Democrats want to close a “stain” of a tax break. Some say it’s not enough.
The “carried-interest” tax loophole is a provision that seems to be loved only by those who enjoy its benefits: Private-equity executives, hedge fund managers and others who manage money for a living. But Democrats are seeking to partially close that loophole as part of the Inflation Reduction Act, and in the process raise billions in new tax revenue.
The carried-interest tax provision allows wealthy fund managers to pay a much lower tax rate on much of their earnings than most Americans typically pay on their income. The loophole works by taxing carried interest — a payment that fund mangers receive as their cut of the profits from investing people’s money — as a long-term capital gain, which imposes a 20% tax rate on the highest earners.
That’s a huge benefit because earned income for America’s top earners is taxed at a 37% rate. For instance, take a private-equity manager who books a $10 million windfall from carried interest. Instead of paying $3.7 million to the IRS, she’ll pay $2 million — pocketing an extra $1.7 million that otherwise would have been taxed.
Because of its lenient treatment of investment management income, the carried-interest loophole has been a frequent target of Democrats and of advocates for progressive taxation. Critics include celebrated investor Warren Buffett, who has pointed out that the loophole allows the “mega rich” to pay a lower tax rate than middle-class Americans.
Yet while Democrats are now trying to at least partially close that loophole, experts point out that the Inflation Reduction Act’s provisions may be easily sidestepped by private-equity managers and others.
“Previously, there had to be a minimum period of time to hold onto an investment to qualify for the lower capital gains treatment,” said Andrew Park, senior policy analyst at the non-partisan Americans for Financial Reform. “It was 3 years, and this bill extends it to 5 years.”

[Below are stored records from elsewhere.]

use std::fmt;

use serde::{Deserialize, Serialize};

use crate::error::SignalError;

// ── Participants and addressing ───────────────────────────────────────────────

/// Stable per-participant identifier assigned by the signaling service.
#[derive(Debug, Clone, Copy, PartialEq, Eq, PartialOrd, Ord, Hash, Serialize, Deserialize)]
pub struct ParticipantId(pub u32);

impl fmt::Display for ParticipantId {
    fn fmt(&self, f: &mut fmt::Formatter<'_>) -> fmt::Result {
        write!(f, "#{}", self.0)
    }
}

/// Who a message is addressed to.
#[derive(Debug, Clone, Copy, PartialEq, Eq)]
pub enum Target {
    /// The participant that created the room.
    Coordinator,
    /// One room member.
    Participant(ParticipantId),
    /// Every room member except the sender.
    Others,
}

#[derive(Debug, Clone, Copy, PartialEq, Eq)]
pub struct RoomOptions {
    pub max_participants: u8,
}

impl Default for RoomOptions {
    fn default() -> Self {
        Self { max_participants: 4 }
    }
}

// ── Membership events ─────────────────────────────────────────────────────────

#[derive(Debug, Clone, Copy, PartialEq, Eq)]
pub enum JoinFailure {
    NoSuchRoom,
    RoomFull,
}

impl fmt::Display for JoinFailure {
    fn fmt(&self, f: &mut fmt::Formatter<'_>) -> fmt::Result {
        match self {
            Self::NoSuchRoom => f.write_str("no such room"),
            Self::RoomFull => f.write_str("room full"),
        }
    }
}

/// Everything the signaling service tells one participant.
#[derive(Debug, Clone, PartialEq, Eq)]
pub enum SignalEvent {
    Connected,
    Disconnected,
    /// This participant created `room` and is its coordinator. Always
    /// followed by `RoomJoined` for the same room.
    RoomCreated { room: String },
    RoomJoined { room: String, coordinator: Option<ParticipantId> },
    JoinFailed { room: String, reason: JoinFailure },
    Message { from: ParticipantId, message: SignalMessage },
}

// ── Messages ──────────────────────────────────────────────────────────────────

/// Signaling messages exchanged by the sync protocol.
#[derive(Debug, Clone, PartialEq, Eq, Serialize, Deserialize)]
pub enum SignalMessage {
    /// Viewer → coordinator: send me your transfer endpoint.
    RequestPull { requester: ParticipantId },
    /// Scanner → coordinator: fresh geometry is waiting at `endpoint`.
    OfferMesh { endpoint: String },
    /// Coordinator → viewers: the current mesh can be fetched at `endpoint`.
    AnnounceEndpoint { endpoint: String },
}

/// Discriminant used to key handler tables.
#[derive(Debug, Clone, Copy, PartialEq, Eq, Hash, PartialOrd, Ord)]
pub enum MessageTag {
    RequestPull,
    OfferMesh,
    AnnounceEndpoint,
}

impl MessageTag {
    pub const ALL: [MessageTag; 3] =
        [MessageTag::RequestPull, MessageTag::OfferMesh, MessageTag::AnnounceEndpoint];

    pub fn as_str(&self) -> &'static str {
        match self {
            Self::RequestPull => "request_pull",
            Self::OfferMesh => "offer_mesh",
            Self::AnnounceEndpoint => "announce_endpoint",
        }
    }
}

impl fmt::Display for MessageTag {
    fn fmt(&self, f: &mut fmt::Formatter<'_>) -> fmt::Result {
        f.write_str(self.as_str())
    }
}

impl SignalMessage {
    pub fn tag(&self) -> MessageTag {
        match self {
            Self::RequestPull { .. } => MessageTag::RequestPull,
            Self::OfferMesh { .. } => MessageTag::OfferMesh,
            Self::AnnounceEndpoint { .. } => MessageTag::AnnounceEndpoint,
        }
    }

    /// Encode to the MessagePack form carried by the bus.
    pub fn encode(&self) -> Result<Vec<u8>, SignalError> {
        Ok(rmp_serde::to_vec_named(self)?)
    }

    pub fn decode(data: &[u8]) -> Result<Self, SignalError> {
        Ok(rmp_serde::from_slice(data)?)
    }
}

#[cfg(test)]
mod tests {
    use super::*;

    #[test]
    fn tags_match_variants() {
        let messages = [
            SignalMessage::RequestPull { requester: ParticipantId(3) },
            SignalMessage::OfferMesh { endpoint: "10.0.0.2:25828".into() },
            SignalMessage::AnnounceEndpoint { endpoint: "10.0.0.1:25827".into() },
        ];
        let tags: Vec<_> = messages.iter().map(SignalMessage::tag).collect();
        assert_eq!(tags, MessageTag::ALL.to_vec());
    }

    #[test]
    fn message_survives_wire_form() {
        let msg = SignalMessage::AnnounceEndpoint { endpoint: "192.168.1.20:25827".into() };
        let bytes = msg.encode().expect("encode");
        assert_eq!(SignalMessage::decode(&bytes).expect("decode"), msg);
    }

    #[test]
    fn garbage_does_not_decode() {
        assert!(matches!(
            SignalMessage::decode(&[0xc1, 0x00]),
            Err(SignalError::MsgpackDecode(_))
        ));
    }

    #[test]
    fn participant_display() {
        assert_eq!(ParticipantId(12).to_string(), "#12");
    }
}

The average length of a private-equity fund’s holding period is already 5.4 years, and fund managers are likely to “think of ways to lengthen the duration of their funds greater than five years to try and get around this new proposal,” Park said.
The private-equity industry is pushing back against the proposal, with the trade group American Investment Council warning that buyout firms “will be seriously limited in their ability to invest” in small businesses if they face a “massive tax increase.”
Not every wealthy money manager is against the Democrat’s plan, with billionaire hedge fund manager Bill Ackman calling the tax break for carried interest a “stain on the tax code” that should “end now.”
How much does the loophole benefit the rich?
Private-equity managers and others who gain from the carried-interest tax loophole benefit to the tune of up to $18 billion annually, according to Americans for Financial Reform. Between 2018 and 2020, the top five private-equity firms alone received $15 billion in carried interest income, which allowed them to significantly pare their tax bills, the group’s analysis found.
“it’s a loophole that allows private-equity executives to save money rather than providing any sort of benefit to the economy,” Park said.
The American Investment Council argues that handicapping their executives’ earnings will hinder their ability to buy companies and improve their performance.
But critics note that private-equity firms often hurt workers through layoffs and wage reductions. One University of Chicago research paper found that employment at businesses bought by PE firms shrinks by 4.4%. Buyout firms often saddle acquired companies with debt, such as Toys R Us, which collapsed after a $6.6 billion private-equity buyout left it swimming in debt that hobbled its ability to compete with rivals.
The tax loophole also results in the IRS losing out on billions of potential revenue, critics say. By partially closing the loophole, the Democrats believe the will raise $14 billion — or about 2% of the bill’s overall revenue projection of $739 billion. The biggest revenue generator is expected to be the proposed 15% corporate minimum tax rate, which would raise more than $300 billion.
The University of Pennsylvania’s Penn Wharton Budget Model predicts it will raise $13.1 billion over a decade, slightly lower than the Democrat’s projection.
A better option, wrote University of California tax professor Victor Fleischer on Twitter, would be to extend the investment holding period for 10 years instead of the 5 years proposed by the Inflation Reduction Act.
“The Schumer-Manchin deal on carried interest isn’t great. All it does is extend the holding period from 3 to 5 years, same as the House-passed BBB,” Fleischer wrote, referring to the Build Back Better Act. “Most private equity deals are 5-7 years, so most carried interest will continue to be taxed as long term capital gain.”